На Старого повара тяжко было смотреть, когда он «маялся».

– Кухарка! пор-рюмочки! Христа ради, говорю, понимаешь ты – Христом прошу! – осипшим от пьянства голосом молит он.

Но вот 3-й мужик замечает:

– Народ слабый. Жалеть надо, – и у Старого повара взметнулась все время тлевшая в его сердце ненависть к господам.

– Как же, пожалеют они, черти! Я у плиты тридцать лет прожарился. А вот не нужен стал: издыхай, как собака!.. Как же, пожалеют! – с безнадежным ожесточением хрипит он.

– Да не поддамся я! – восклицает он немного погодя, но видно, что это минутная вспышка.
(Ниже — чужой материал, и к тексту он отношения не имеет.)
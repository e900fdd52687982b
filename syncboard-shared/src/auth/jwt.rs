/// Session token signing and validation
///
/// Sessions are JWTs signed with HS256, carrying the user's identity in
/// their claims. Validation checks signature, expiration, not-before,
/// and the issuer. Access tokens default to 30 minutes and refresh
/// tokens to 7 days; signing secrets must be at least 32 bytes, which
/// the API enforces at configuration time.
///
/// # Token Types
///
/// - **Access Token**: Short-lived, sent as `Authorization: Bearer` on API calls
/// - **Refresh Token**: Long-lived, exchanged for new access tokens
///
/// # Example
///
/// ```
/// use syncboard_shared::auth::jwt::{create_token, validate_token, Claims, TokenType};
/// use uuid::Uuid;
///
/// # fn example() -> Result<(), Box<dyn std::error::Error>> {
/// let user_id = Uuid::new_v4();
///
/// let claims = Claims::new(user_id, "ada@example.com".to_string(), TokenType::Access);
/// let token = create_token(&claims, "your-secret-key")?;
///
/// let validated = validate_token(&token, "your-secret-key")?;
/// assert_eq!(validated.sub, user_id);
/// # Ok(())
/// # }
/// ```

use chrono::{Duration, Utc};
use jsonwebtoken::{decode, encode, Algorithm, DecodingKey, EncodingKey, Header, Validation};
use serde::{Deserialize, Serialize};
use uuid::Uuid;

/// Failures from token creation and validation
#[derive(Debug, thiserror::Error)]
pub enum JwtError {
    /// Failed to encode a token
    #[error("failed to create token: {0}")]
    CreateError(String),

    /// Token failed signature or format validation
    #[error("failed to validate token: {0}")]
    ValidationError(String),

    /// Token has expired
    #[error("token has expired")]
    Expired,

    /// Token is the wrong type for the operation
    #[error("expected {expected} token, got {actual}")]
    WrongTokenType {
        expected: &'static str,
        actual: &'static str,
    },

    /// Issuer claim does not match
    #[error("invalid token issuer")]
    InvalidIssuer,
}

/// Which kind of token a claim set represents
#[derive(Debug, Clone, Copy, PartialEq, Eq, Serialize, Deserialize)]
#[serde(rename_all = "lowercase")]
pub enum TokenType {
    /// Access token (short-lived, 30 minutes)
    Access,

    /// Refresh token (long-lived, 7 days)
    Refresh,
}

impl TokenType {
    /// Default lifetime for this token type
    pub fn default_expiration(&self) -> Duration {
        match self {
            TokenType::Access => Duration::minutes(30),
            TokenType::Refresh => Duration::days(7),
        }
    }

    /// Wire name of this token type, matching the `token_type` claim
    pub fn as_str(self) -> &'static str {
        match self {
            TokenType::Access => "access",
            TokenType::Refresh => "refresh",
        }
    }
}

/// JWT claims structure
///
/// Standard claims `sub`, `iss`, `iat`, `exp`, and `nbf` carry their usual
/// meanings; `email` and `token_type` are custom claims.
#[derive(Debug, Clone, Serialize, Deserialize)]
pub struct Claims {
    /// Subject, the user's ID
    pub sub: Uuid,

    /// Issuer, always "syncboard"
    pub iss: String,

    /// Issue time as a Unix timestamp
    pub iat: i64,

    /// Expiry as a Unix timestamp
    pub exp: i64,

    /// Earliest valid time as a Unix timestamp
    pub nbf: i64,

    /// The user's email at issue time
    pub email: String,

    /// Access or refresh
    pub token_type: TokenType,
}

impl Claims {
    /// Creates new claims with the default expiration for the token type
    ///
    /// # Example
    ///
    /// ```
    /// use syncboard_shared::auth::jwt::{Claims, TokenType};
    /// use uuid::Uuid;
    ///
    /// let claims = Claims::new(
    ///     Uuid::new_v4(),
    ///     "ada@example.com".to_string(),
    ///     TokenType::Access,
    /// );
    /// ```
    pub fn new(user_id: Uuid, email: String, token_type: TokenType) -> Self {
        Self::with_expiration(user_id, email, token_type, token_type.default_expiration())
    }

    /// Creates claims with a custom expiration
    ///
    /// Used by the API to honor the configured access token lifetime.
    ///
    /// # Example
    ///
    /// ```
    /// use syncboard_shared::auth::jwt::{Claims, TokenType};
    /// use chrono::Duration;
    /// use uuid::Uuid;
    ///
    /// let claims = Claims::with_expiration(
    ///     Uuid::new_v4(),
    ///     "ada@example.com".to_string(),
    ///     TokenType::Access,
    ///     Duration::minutes(60),
    /// );
    /// ```
    pub fn with_expiration(
        user_id: Uuid,
        email: String,
        token_type: TokenType,
        expires_in: Duration,
    ) -> Self {
        let issued_at = Utc::now().timestamp();

        Self {
            sub: user_id,
            iss: "syncboard".to_string(),
            iat: issued_at,
            exp: issued_at + expires_in.num_seconds(),
            nbf: issued_at,
            email,
            token_type,
        }
    }

    /// Checks if the token has expired
    pub fn is_expired(&self) -> bool {
        Utc::now().timestamp() >= self.exp
    }

    /// Gets time until expiration, `None` if already expired
    pub fn time_until_expiration(&self) -> Option<Duration> {
        let remaining = self.exp - Utc::now().timestamp();
        (remaining > 0).then(|| Duration::seconds(remaining))
    }

    /// Seconds between issue and expiry, for `expires_in` response fields
    pub fn lifetime_seconds(&self) -> i64 {
        self.exp - self.iat
    }
}

/// Signs a claim set into a compact JWT
///
/// Uses HS256 with the provided secret.
///
/// # Errors
///
/// Returns `JwtError::CreateError` if encoding fails
///
/// # Example
///
/// ```
/// use syncboard_shared::auth::jwt::{create_token, Claims, TokenType};
/// use uuid::Uuid;
///
/// # fn example() -> Result<(), Box<dyn std::error::Error>> {
/// let claims = Claims::new(Uuid::new_v4(), "ada@example.com".to_string(), TokenType::Access);
/// let token = create_token(&claims, "your-secret-key-at-least-32-bytes")?;
/// assert!(!token.is_empty());
/// # Ok(())
/// # }
/// ```
pub fn create_token(claims: &Claims, secret: &str) -> Result<String, JwtError> {
    encode(
        &Header::new(Algorithm::HS256),
        claims,
        &EncodingKey::from_secret(secret.as_bytes()),
    )
    .map_err(|e| JwtError::CreateError(e.to_string()))
}

/// Checks a token and extracts its claims
///
/// Verifies the signature, that the token has not expired and is not
/// used before its nbf time, and that the issuer is "syncboard".
///
/// # Errors
///
/// Returns `JwtError::Expired` for expired tokens,
/// `JwtError::InvalidIssuer` for a wrong issuer, and
/// `JwtError::ValidationError` for anything else
///
/// # Example
///
/// ```
/// use syncboard_shared::auth::jwt::{create_token, validate_token, Claims, TokenType};
/// use uuid::Uuid;
///
/// # fn example() -> Result<(), Box<dyn std::error::Error>> {
/// let user_id = Uuid::new_v4();
/// let secret = "your-secret-key-at-least-32-bytes";
///
/// let claims = Claims::new(user_id, "ada@example.com".to_string(), TokenType::Access);
/// let token = create_token(&claims, secret)?;
///
/// let validated = validate_token(&token, secret)?;
/// assert_eq!(validated.sub, user_id);
/// assert_eq!(validated.email, "ada@example.com");
/// # Ok(())
/// # }
/// ```
pub fn validate_token(token: &str, secret: &str) -> Result<Claims, JwtError> {
    let key = DecodingKey::from_secret(secret.as_bytes());

    let mut validation = Validation::new(Algorithm::HS256);
    validation.set_issuer(&["syncboard"]);
    validation.validate_exp = true;
    validation.validate_nbf = true;

    let token_data = decode::<Claims>(token, &key, &validation).map_err(|e| match e.kind() {
        jsonwebtoken::errors::ErrorKind::ExpiredSignature => JwtError::Expired,
        jsonwebtoken::errors::ErrorKind::InvalidIssuer => JwtError::InvalidIssuer,
        _ => JwtError::ValidationError(e.to_string()),
    })?;

    Ok(token_data.claims)
}

/// Validates a token and checks it is an access token
///
/// # Errors
///
/// Returns `JwtError::WrongTokenType` when handed a refresh token
pub fn validate_access_token(token: &str, secret: &str) -> Result<Claims, JwtError> {
    let claims = validate_token(token, secret)?;

    if claims.token_type != TokenType::Access {
        return Err(JwtError::WrongTokenType {
            expected: "access",
            actual: claims.token_type.as_str(),
        });
    }

    Ok(claims)
}

/// Validates a token and checks it is a refresh token
///
/// # Errors
///
/// Returns `JwtError::WrongTokenType` when handed an access token
pub fn validate_refresh_token(token: &str, secret: &str) -> Result<Claims, JwtError> {
    let claims = validate_token(token, secret)?;

    if claims.token_type != TokenType::Refresh {
        return Err(JwtError::WrongTokenType {
            expected: "refresh",
            actual: claims.token_type.as_str(),
        });
    }

    Ok(claims)
}

/// Exchanges a valid refresh token for a new access token
///
/// The new token carries the same user identity; its lifetime is
/// `expires_in`, which the API takes from configuration.
///
/// # Errors
///
/// Returns an error if the refresh token is invalid, expired, or the
/// wrong type
///
/// # Example
///
/// ```
/// use syncboard_shared::auth::jwt::{create_token, refresh_access_token, Claims, TokenType};
/// use chrono::Duration;
/// use uuid::Uuid;
///
/// # fn example() -> Result<(), Box<dyn std::error::Error>> {
/// let secret = "secret";
/// let refresh_claims = Claims::new(Uuid::new_v4(), "ada@example.com".to_string(), TokenType::Refresh);
/// let refresh_token = create_token(&refresh_claims, secret)?;
///
/// let access_token = refresh_access_token(&refresh_token, secret, Duration::minutes(30))?;
/// assert!(!access_token.is_empty());
/// # Ok(())
/// # }
/// ```
pub fn refresh_access_token(
    refresh_token: &str,
    secret: &str,
    expires_in: Duration,
) -> Result<String, JwtError> {
    let refresh_claims = validate_refresh_token(refresh_token, secret)?;

    let access_claims = Claims::with_expiration(
        refresh_claims.sub,
        refresh_claims.email,
        TokenType::Access,
        expires_in,
    );

    create_token(&access_claims, secret)
}

#[cfg(test)]
mod tests {
    use super::*;

    fn email() -> String {
        "test@example.com".to_string()
    }

    #[test]
    fn test_token_type_expiration() {
        assert_eq!(TokenType::Access.default_expiration(), Duration::minutes(30));
        assert_eq!(TokenType::Refresh.default_expiration(), Duration::days(7));
    }

    #[test]
    fn test_claims_creation() {
        let user_id = Uuid::new_v4();
        let claims = Claims::new(user_id, email(), TokenType::Access);

        assert_eq!(claims.sub, user_id);
        assert_eq!(claims.email, "test@example.com");
        assert_eq!(claims.iss, "syncboard");
        assert_eq!(claims.token_type, TokenType::Access);
        assert!(!claims.is_expired());
        assert_eq!(claims.lifetime_seconds(), 30 * 60);
    }

    #[test]
    fn test_claims_with_custom_expiration() {
        let claims =
            Claims::with_expiration(Uuid::new_v4(), email(), TokenType::Access, Duration::hours(1));

        let time_left = claims.time_until_expiration().unwrap();
        assert!(time_left.num_seconds() > 3500);
        assert!(time_left.num_seconds() <= 3600);
    }

    #[test]
    fn test_create_and_validate_token() {
        let user_id = Uuid::new_v4();
        let secret = "test-secret-key-at-least-32-bytes-long";

        let claims = Claims::new(user_id, email(), TokenType::Access);
        let token = create_token(&claims, secret).expect("should create token");

        let validated = validate_token(&token, secret).expect("should validate token");
        assert_eq!(validated.sub, user_id);
        assert_eq!(validated.email, "test@example.com");
        assert_eq!(validated.token_type, TokenType::Access);
        assert_eq!(validated.iss, "syncboard");
    }

    #[test]
    fn test_validate_with_wrong_secret() {
        let claims = Claims::new(Uuid::new_v4(), email(), TokenType::Access);
        let token = create_token(&claims, "secret1").expect("should create token");

        assert!(validate_token(&token, "wrong-secret").is_err());
    }

    #[test]
    fn test_validate_expired_token() {
        let secret = "test-secret";

        // Expired an hour ago
        let claims = Claims::with_expiration(
            Uuid::new_v4(),
            email(),
            TokenType::Access,
            Duration::seconds(-3600),
        );

        assert!(claims.is_expired());
        assert!(claims.time_until_expiration().is_none());

        let token = create_token(&claims, secret).expect("should create token");
        let result = validate_token(&token, secret);

        assert!(matches!(result, Err(JwtError::Expired)));
    }

    #[test]
    fn test_validate_access_token_rejects_refresh() {
        let secret = "secret";

        let access_claims = Claims::new(Uuid::new_v4(), email(), TokenType::Access);
        let access_token = create_token(&access_claims, secret).unwrap();
        assert!(validate_access_token(&access_token, secret).is_ok());

        let refresh_claims = Claims::new(Uuid::new_v4(), email(), TokenType::Refresh);
        let refresh_token = create_token(&refresh_claims, secret).unwrap();
        let result = validate_access_token(&refresh_token, secret);
        assert!(matches!(result, Err(JwtError::WrongTokenType { .. })));
    }

    #[test]
    fn test_validate_refresh_token_rejects_access() {
        let secret = "secret";

        let refresh_claims = Claims::new(Uuid::new_v4(), email(), TokenType::Refresh);
        let refresh_token = create_token(&refresh_claims, secret).unwrap();
        assert!(validate_refresh_token(&refresh_token, secret).is_ok());

        let access_claims = Claims::new(Uuid::new_v4(), email(), TokenType::Access);
        let access_token = create_token(&access_claims, secret).unwrap();
        assert!(validate_refresh_token(&access_token, secret).is_err());
    }

    #[test]
    fn test_refresh_access_token_keeps_identity() {
        let user_id = Uuid::new_v4();
        let secret = "secret";

        let refresh_claims = Claims::new(user_id, email(), TokenType::Refresh);
        let refresh_token = create_token(&refresh_claims, secret).unwrap();

        let new_access =
            refresh_access_token(&refresh_token, secret, Duration::minutes(30)).unwrap();

        let validated = validate_access_token(&new_access, secret).unwrap();
        assert_eq!(validated.sub, user_id);
        assert_eq!(validated.email, "test@example.com");
        assert_eq!(validated.token_type, TokenType::Access);
    }

    #[test]
    fn test_refresh_with_access_token_fails() {
        let secret = "secret";

        let access_claims = Claims::new(Uuid::new_v4(), email(), TokenType::Access);
        let access_token = create_token(&access_claims, secret).unwrap();

        assert!(refresh_access_token(&access_token, secret, Duration::minutes(30)).is_err());
    }
}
Куда уж ему! Слава богу, если кончит свои дни на печке, где его из милости держит кухарка, а ежели кто заметит – из господ или из слуг – вытолкают взашей, и околевай под забором!

Так врывалась в комедию бунтарская, трагическая нота. Всего несколько раз свешивал с печи свою всклокоченную голову Старый повар – Попов, показывал свое отечное, посинелое лицо, произносил слова то умоляюще, то озлобленно, но за всем этим, сквозь все это зритель видел целую жизнь.

Горький поставил Художественный театр в один ряд с Третьяковской галереей и Василием Блаженным. И он имел на это полное право.

В Малом театре

Массалитинова, Рыжова, Пашенная, Смирнова

Едва лишь я переношусь мыслью в Малый театр 30-х годов – и память мне уже рисует Варвару Осиповну Массалитинову и Варвару Николаевну Рыжову.

Я, в ту пору постоянный зритель Малого театра, нередко присутствовал при тех словесных боях, которые они вели между собой на сцене, при их пререканиях и перекорах. Были они очень разные и по обличью, и по внутреннему своему строю, и эта их непохожесть во время боевых схваток, как, например, в «Жене» Тренева, где Массалитинова играла злыдню, а Рыжова – язву, усиливала комический эффект.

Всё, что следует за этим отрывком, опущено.